Data entries
************
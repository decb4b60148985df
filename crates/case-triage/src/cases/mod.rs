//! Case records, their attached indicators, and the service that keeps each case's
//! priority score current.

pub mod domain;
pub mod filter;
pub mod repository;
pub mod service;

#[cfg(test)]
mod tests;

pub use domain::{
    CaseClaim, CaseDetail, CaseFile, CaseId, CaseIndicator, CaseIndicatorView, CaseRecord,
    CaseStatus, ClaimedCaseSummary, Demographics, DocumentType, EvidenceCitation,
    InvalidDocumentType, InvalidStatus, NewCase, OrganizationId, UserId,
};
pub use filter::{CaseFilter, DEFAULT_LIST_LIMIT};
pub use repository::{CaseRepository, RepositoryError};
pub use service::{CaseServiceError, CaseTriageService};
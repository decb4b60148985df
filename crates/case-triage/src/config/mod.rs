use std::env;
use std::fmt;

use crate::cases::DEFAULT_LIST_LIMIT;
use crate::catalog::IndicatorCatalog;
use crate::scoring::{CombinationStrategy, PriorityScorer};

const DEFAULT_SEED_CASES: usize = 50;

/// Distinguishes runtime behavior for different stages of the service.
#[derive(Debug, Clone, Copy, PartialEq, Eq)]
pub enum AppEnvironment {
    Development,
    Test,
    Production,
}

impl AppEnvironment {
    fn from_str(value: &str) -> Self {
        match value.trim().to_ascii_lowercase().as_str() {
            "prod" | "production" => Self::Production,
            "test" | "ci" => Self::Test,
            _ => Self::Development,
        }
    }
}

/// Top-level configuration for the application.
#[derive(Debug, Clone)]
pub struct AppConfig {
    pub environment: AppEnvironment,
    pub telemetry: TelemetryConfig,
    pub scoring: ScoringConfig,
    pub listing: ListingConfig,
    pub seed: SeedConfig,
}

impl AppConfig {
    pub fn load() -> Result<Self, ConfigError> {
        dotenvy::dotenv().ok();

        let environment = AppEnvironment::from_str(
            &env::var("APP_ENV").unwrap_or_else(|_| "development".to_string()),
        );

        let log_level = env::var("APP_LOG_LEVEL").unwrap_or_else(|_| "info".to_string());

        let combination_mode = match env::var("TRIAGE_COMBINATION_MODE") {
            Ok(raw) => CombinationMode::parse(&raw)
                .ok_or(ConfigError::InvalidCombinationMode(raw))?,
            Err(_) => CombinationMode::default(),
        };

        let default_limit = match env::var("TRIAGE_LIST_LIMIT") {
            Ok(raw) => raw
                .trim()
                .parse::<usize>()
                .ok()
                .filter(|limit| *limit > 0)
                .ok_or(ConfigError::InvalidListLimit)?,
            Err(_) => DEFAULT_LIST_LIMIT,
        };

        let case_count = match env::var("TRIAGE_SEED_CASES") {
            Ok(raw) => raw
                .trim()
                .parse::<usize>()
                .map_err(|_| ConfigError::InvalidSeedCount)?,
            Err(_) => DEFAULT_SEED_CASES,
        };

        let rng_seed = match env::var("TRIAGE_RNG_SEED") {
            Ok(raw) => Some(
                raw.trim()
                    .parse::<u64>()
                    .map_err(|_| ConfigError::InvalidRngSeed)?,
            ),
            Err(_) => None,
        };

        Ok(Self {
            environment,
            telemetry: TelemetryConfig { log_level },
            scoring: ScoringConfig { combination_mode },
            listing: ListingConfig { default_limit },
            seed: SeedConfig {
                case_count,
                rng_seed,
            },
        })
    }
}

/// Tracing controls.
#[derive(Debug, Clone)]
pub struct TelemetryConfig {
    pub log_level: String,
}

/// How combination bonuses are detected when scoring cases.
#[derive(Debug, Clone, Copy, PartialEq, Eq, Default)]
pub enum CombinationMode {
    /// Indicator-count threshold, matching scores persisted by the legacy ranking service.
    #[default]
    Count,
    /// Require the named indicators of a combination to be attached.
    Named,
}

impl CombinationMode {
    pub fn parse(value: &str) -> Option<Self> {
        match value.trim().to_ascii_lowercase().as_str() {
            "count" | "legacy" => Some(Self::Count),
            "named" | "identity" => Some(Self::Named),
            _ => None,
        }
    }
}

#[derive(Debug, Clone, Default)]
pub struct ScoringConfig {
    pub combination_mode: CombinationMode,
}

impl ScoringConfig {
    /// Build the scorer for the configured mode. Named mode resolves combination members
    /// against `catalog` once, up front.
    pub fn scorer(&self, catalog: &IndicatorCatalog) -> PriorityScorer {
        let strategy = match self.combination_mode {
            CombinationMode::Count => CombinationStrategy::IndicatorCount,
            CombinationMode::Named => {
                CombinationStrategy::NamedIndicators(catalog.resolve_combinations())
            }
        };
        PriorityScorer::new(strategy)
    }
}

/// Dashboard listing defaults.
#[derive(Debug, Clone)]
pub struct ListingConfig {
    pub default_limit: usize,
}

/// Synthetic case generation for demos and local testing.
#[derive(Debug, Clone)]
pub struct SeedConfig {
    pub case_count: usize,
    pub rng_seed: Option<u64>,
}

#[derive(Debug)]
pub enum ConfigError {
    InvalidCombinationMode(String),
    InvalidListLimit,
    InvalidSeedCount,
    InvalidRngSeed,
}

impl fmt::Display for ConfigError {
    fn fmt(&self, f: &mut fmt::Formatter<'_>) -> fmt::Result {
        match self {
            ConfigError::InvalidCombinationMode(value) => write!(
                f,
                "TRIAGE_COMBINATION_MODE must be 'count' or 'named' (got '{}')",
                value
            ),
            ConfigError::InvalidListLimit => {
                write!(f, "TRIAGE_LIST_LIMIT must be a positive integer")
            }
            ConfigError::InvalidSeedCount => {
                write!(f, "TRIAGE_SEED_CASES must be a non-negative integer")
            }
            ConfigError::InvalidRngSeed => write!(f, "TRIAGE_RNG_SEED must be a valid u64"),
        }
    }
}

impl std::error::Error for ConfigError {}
************
WHAT TO PRODUCE: Going through the lines above one by one, tally those with the word "InvalidRngSeed" and give only the total.

RESULT FOR THIS EXERCISE: 3